The minimization algorithm is as follows:

  1. Complete the DFA named D
  2. Construct an initial partition Π containing two sets I and II of states such that Π = {I = (terminal states of D), II = (other states of D)}
  3. For each state of D do
    1. Build the transition table
    2. Mark departure and arrival states by their group in Π
  4. If states of the same group of Π have diverging behaviors
    1. Separate the states into a new group (III for example) – preferably only one separation by iteration.
    2. Return to 3
  5. End: new states are groups of Π

Example

Let’s take the example of the DFA above. It is very deterministic as shown by the transition table.

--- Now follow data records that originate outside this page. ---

use std::fmt;
use std::sync::Arc;
use std::time::Duration;

use tokio::sync::watch;
use tokio::time::MissedTickBehavior;
use tracing::{debug, error, info, warn};

use telemetry_crypto::{random_nonce, seal};
use telemetry_store::{Batch, KvStore, SharedRing, StoreError, lock_ring};
use telemetry_types::{DataRequest, RegisterRequest, SyncTimeRequest};

use crate::config::{ConfigSource, UplinkConfig};
use crate::protocol::{self, DATA_PATH, REGISTER_PATH, Reply, SYNC_TIME_PATH};
use crate::transport::Transport;

/// Namespace and key of the persisted sequence counter.
pub const SEQUENCE_NAMESPACE: &str = "uplink";
const KEY_SEQ: &str = "seq";
const INITIAL_SEQUENCE: u32 = 1;

#[derive(Debug, Clone)]
pub struct EngineSettings {
    /// Records per data request. Kept small for slow links.
    pub batch_size: usize,
    pub send_interval: Duration,
    pub sync_interval: Duration,
}

impl EngineSettings {
    /// Zero intervals or a zero batch size would stall or crash the loop.
    pub fn validate(&self) -> Result<(), UplinkError> {
        if self.batch_size == 0 {
            return Err(UplinkError::InvalidSettings("batch size must be at least 1"));
        }
        if self.send_interval.is_zero() {
            return Err(UplinkError::InvalidSettings("send interval must be non-zero"));
        }
        if self.sync_interval.is_zero() {
            return Err(UplinkError::InvalidSettings("sync interval must be non-zero"));
        }
        Ok(())
    }
}

impl Default for EngineSettings {
    fn default() -> Self {
        Self {
            batch_size: 1,
            send_interval: Duration::from_secs(30),
            sync_interval: Duration::from_secs(40),
        }
    }
}

#[derive(Debug, thiserror::Error)]
pub enum UplinkError {
    #[error(transparent)]
    Store(#[from] StoreError),
    #[error("sealing request failed: {0}")]
    Envelope(#[from] telemetry_crypto::EnvelopeError),
    #[error("encoding request failed: {0}")]
    Encode(#[from] serde_json::Error),
    #[error("invalid engine settings: {0}")]
    InvalidSettings(&'static str),
}

/// Why a batch stayed in the ring this cycle.
#[derive(Debug, Clone, PartialEq, Eq)]
pub enum RetainReason {
    Transport(String),
    Rejected(String),
    /// Still unregistered after the one registration attempt.
    Unregistered,
    RegistrationFailed,
    Internal(String),
}

impl fmt::Display for RetainReason {
    fn fmt(&self, f: &mut fmt::Formatter<'_>) -> fmt::Result {
        match self {
            Self::Transport(e) => write!(f, "transport: {}", e),
            Self::Rejected(why) => write!(f, "rejected: {}", why),
            Self::Unregistered => write!(f, "still unregistered after registering"),
            Self::RegistrationFailed => write!(f, "registration failed"),
            Self::Internal(e) => write!(f, "internal: {}", e),
        }
    }
}

/// Result of one data cycle.
#[derive(Debug, Clone, PartialEq, Eq)]
pub enum CycleOutcome {
    /// Link down; a reconnect was attempted and nothing was sent.
    Offline,
    /// Nothing queued.
    Idle,
    /// Batch accepted and dropped from the ring.
    Delivered { records: usize, dropped: u64, seq: u32 },
    /// Batch held only corrupted slots; they were dropped without sending.
    Discarded { slots: u64 },
    /// Batch left in the ring for the next cycle.
    Retained { reason: RetainReason },
}

impl fmt::Display for CycleOutcome {
    fn fmt(&self, f: &mut fmt::Formatter<'_>) -> fmt::Result {
        match self {
            Self::Offline => write!(f, "offline"),
            Self::Idle => write!(f, "idle"),
            Self::Delivered { records, dropped, seq } => {
                write!(f, "delivered records={} dropped={} seq={}", records, dropped, seq)
            }
            Self::Discarded { slots } => write!(f, "discarded corrupted slots={}", slots),
            Self::Retained { reason } => write!(f, "retained ({})", reason),
        }
    }
}

/// Result of one time-sync exchange.
#[derive(Debug, Clone, PartialEq, Eq)]
pub enum SyncOutcome {
    Offline,
    Sent { server_ts: Option<u64> },
    Failed(String),
}

/// Periodic uplink driver.
///
/// Owns the sequence counter. The ring is shared with the producer; its
/// lock is taken only around `read_batch` and `commit` and never held while
/// waiting on the network.
pub struct UplinkEngine<T, C> {
    transport: T,
    config: C,
    ring: SharedRing,
    state: Arc<KvStore>,
    device_id: String,
    settings: EngineSettings,
    sequence: u32,
    current: Option<UplinkConfig>,
}

impl<T: Transport, C: ConfigSource> UplinkEngine<T, C> {
    pub fn new(
        transport: T,
        config: C,
        ring: SharedRing,
        state: Arc<KvStore>,
        device_id: String,
        settings: EngineSettings,
    ) -> Result<Self, UplinkError> {
        settings.validate()?;
        let sequence = state
            .get_u64_or(SEQUENCE_NAMESPACE, KEY_SEQ, INITIAL_SEQUENCE as u64)? as u32;
        info!("Uplink engine for {} starting at seq={}", device_id, sequence);

        Ok(Self {
            transport,
            config,
            ring,
            state,
            device_id,
            settings,
            sequence,
            current: None,
        })
    }

    pub fn sequence(&self) -> u32 {
        self.sequence
    }

    pub fn device_id(&self) -> &str {
        &self.device_id
    }

    /// Run data and time-sync cycles on their own intervals until
    /// `shutdown` flips to true.
    pub async fn run(mut self, mut shutdown: watch::Receiver<bool>) {
        let mut send_tick = tokio::time::interval(self.settings.send_interval);
        send_tick.set_missed_tick_behavior(MissedTickBehavior::Delay);
        let mut sync_tick = tokio::time::interval(self.settings.sync_interval);
        sync_tick.set_missed_tick_behavior(MissedTickBehavior::Delay);

        info!(
            "Uplink loop running (send every {:?}, sync every {:?}, batch {})",
            self.settings.send_interval, self.settings.sync_interval, self.settings.batch_size
        );

        loop {
            tokio::select! {
                _ = send_tick.tick() => {
                    let outcome = self.cycle().await;
                    match &outcome {
                        CycleOutcome::Retained { .. } | CycleOutcome::Offline => {
                            warn!("Uplink cycle: {}", outcome)
                        }
                        CycleOutcome::Idle => debug!("Uplink cycle: {}", outcome),
                        _ => info!("Uplink cycle: {}", outcome),
                    }
                }
                _ = sync_tick.tick() => {
                    match self.sync_time().await {
                        SyncOutcome::Sent { server_ts } => info!(?server_ts, seq = self.sequence, "Time sync sent"),
                        SyncOutcome::Offline => debug!("Time sync skipped: offline"),
                        SyncOutcome::Failed(e) => warn!(seq = self.sequence, "Time sync failed: {}", e),
                    }
                }
                changed = shutdown.changed() => {
                    // A dropped sender also means stop.
                    if changed.is_err() || *shutdown.borrow() {
                        break;
                    }
                }
            }
        }

        info!("Uplink loop stopped at seq={}", self.sequence);
    }

    /// One data cycle: reload config, gate on connectivity, then try to
    /// deliver one batch.
    pub async fn cycle(&mut self) -> CycleOutcome {
        let cfg = self.reload_config();

        if !self.transport.is_connected(&cfg.endpoint).await {
            warn!("Link to {} down, reconnecting", cfg.endpoint);
            if let Err(e) = self.transport.reconnect(&cfg.endpoint).await {
                debug!("Reconnect failed: {}", e);
            }
            return CycleOutcome::Offline;
        }

        match self.send_data(&cfg).await {
            Ok(outcome) => outcome,
            Err(e) => {
                error!("Uplink cycle aborted: {}", e);
                CycleOutcome::Retained {
                    reason: RetainReason::Internal(e.to_string()),
                }
            }
        }
    }

    /// Post `{device_id, seq}` to the sync endpoint.
    ///
    /// The sequence advances whether or not the exchange succeeded. That
    /// matches the deployed endpoint's expectations; whether it should only
    /// advance on a confirmed reply is still open.
    pub async fn sync_time(&mut self) -> SyncOutcome {
        let cfg = self.reload_config();
        if !self.transport.is_connected(&cfg.endpoint).await {
            return SyncOutcome::Offline;
        }

        let request = SyncTimeRequest {
            device_id: self.device_id.clone(),
            seq: self.sequence,
        };
        let body = match serde_json::to_vec(&request)
            .map_err(UplinkError::from)
            .and_then(|plain| seal(&cfg.crypto_pass, &plain).map_err(UplinkError::from))
        {
            Ok(body) => body,
            Err(e) => return SyncOutcome::Failed(e.to_string()),
        };

        let result = self.transport.post(&cfg.endpoint, SYNC_TIME_PATH, body).await;
        self.advance_sequence();

        match result {
            Ok(resp) => SyncOutcome::Sent {
                server_ts: protocol::server_time(&resp),
            },
            Err(e) => SyncOutcome::Failed(e.to_string()),
        }
    }

    /// Send the batch at the tail. On "not registered", register and retry
    /// exactly once; a second refusal ends the cycle.
    async fn send_data(&mut self, cfg: &UplinkConfig) -> Result<CycleOutcome, UplinkError> {
        let mut may_register = true;

        loop {
            let batch = {
                let mut ring = lock_ring(&self.ring)?;
                ring.read_batch(self.settings.batch_size)?
            };

            if batch.is_empty() {
                return Ok(CycleOutcome::Idle);
            }
            if batch.records.is_empty() {
                let slots = self.commit(&batch)?;
                warn!("Dropped {} corrupted slot(s) without sending", slots);
                return Ok(CycleOutcome::Discarded { slots });
            }

            let request = DataRequest {
                device_id: self.device_id.clone(),
                nonce: random_nonce(),
                seq: self.sequence,
                records: batch.records.clone(),
            };
            let body = seal(&cfg.crypto_pass, &serde_json::to_vec(&request)?)?;
            debug!(
                seq = self.sequence,
                records = batch.records.len(),
                "Sending data ({} bytes sealed)",
                body.len()
            );

            let resp = match self.transport.post(&cfg.endpoint, DATA_PATH, body).await {
                Ok(resp) => resp,
                Err(e) => {
                    return Ok(CycleOutcome::Retained {
                        reason: RetainReason::Transport(e.to_string()),
                    });
                }
            };

            match protocol::classify(&resp) {
                Reply::Accepted => {
                    let dropped = self.commit(&batch)?;
                    if batch.skipped() > 0 {
                        warn!(
                            skipped = batch.skipped(),
                            "Dropped corrupted slot(s) along with the delivered batch"
                        );
                    }
                    let seq = self.sequence;
                    self.advance_sequence();
                    return Ok(CycleOutcome::Delivered {
                        records: batch.records.len(),
                        dropped,
                        seq,
                    });
                }
                Reply::Unregistered if may_register => {
                    may_register = false;
                    info!("Device {} not registered, registering", self.device_id);
                    if !self.register(cfg).await? {
                        return Ok(CycleOutcome::Retained {
                            reason: RetainReason::RegistrationFailed,
                        });
                    }
                    info!("Registered, retrying data send");
                }
                Reply::Unregistered => {
                    return Ok(CycleOutcome::Retained {
                        reason: RetainReason::Unregistered,
                    });
                }
                Reply::Rejected(why) => {
                    return Ok(CycleOutcome::Retained {
                        reason: RetainReason::Rejected(why),
                    });
                }
            }
        }
    }

    /// Post `{device_id, nonce, seq}` to the registration endpoint. The
    /// sequence advances only when the endpoint confirms.
    async fn register(&mut self, cfg: &UplinkConfig) -> Result<bool, UplinkError> {
        let request = RegisterRequest {
            device_id: self.device_id.clone(),
            nonce: random_nonce(),
            seq: self.sequence,
        };
        let body = seal(&cfg.crypto_pass, &serde_json::to_vec(&request)?)?;

        match self.transport.post(&cfg.endpoint, REGISTER_PATH, body).await {
            Ok(resp) => match protocol::classify(&resp) {
                Reply::Accepted => {
                    self.advance_sequence();
                    Ok(true)
                }
                other => {
                    warn!("Registration refused: {}", other);
                    Ok(false)
                }
            },
            Err(e) => {
                warn!("Registration failed: {}", e);
                Ok(false)
            }
        }
    }

    fn commit(&self, batch: &Batch) -> Result<u64, StoreError> {
        let mut ring = lock_ring(&self.ring)?;
        ring.commit(batch)
    }

    fn advance_sequence(&mut self) {
        self.sequence = self.sequence.wrapping_add(1);
        if let Err(e) = self
            .state
            .put_u64(SEQUENCE_NAMESPACE, KEY_SEQ, self.sequence as u64)
        {
            error!(seq = self.sequence, "Failed to persist sequence: {}", e);
        }
    }

    /// Fetch the latest settings, keeping the previous ones if the source
    /// fails.
    fn reload_config(&mut self) -> UplinkConfig {
        match self.config.load() {
            Ok(cfg) => {
                if self.current.as_ref() != Some(&cfg) {
                    info!("Uplink config loaded: endpoint {}", cfg.endpoint);
                    if cfg.uses_placeholder_pass() {
                        warn!("Crypto passphrase is still the factory placeholder");
                    }
                    self.current = Some(cfg.clone());
                }
                cfg
            }
            Err(e) => {
                warn!("Config reload failed, keeping previous settings: {}", e);
                self.current.clone().unwrap_or_default()
            }
        }
    }
}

Let’s look at the transition table in step 3:

a b c
0(I) 2(II) 5(II) R(I)
2(II) R(I) R(I) R(I)
5(II) R(I) R(I) 8(II)
8(II) R(I) R(I) 8(II)
R(I) R(I) R(I) R(I)

Let’s take the example of the DFA above. It is deterministic as shown by the transition table.

Let’s look at the transition table in step 3:

a b c
0(I) 2(II) 5(II) R(III)
2(II) R(III) R(III) R(III)
5(II) R(III) R(III) 8(II)
8(II) R(III) R(III) 8(II)
R(III) R(III) R(III) R(III)

We notice when in group II, the behavior of 2 and 5, 8 diverge, so we will separate them into two groups: II = (5, 8) and IV = (2)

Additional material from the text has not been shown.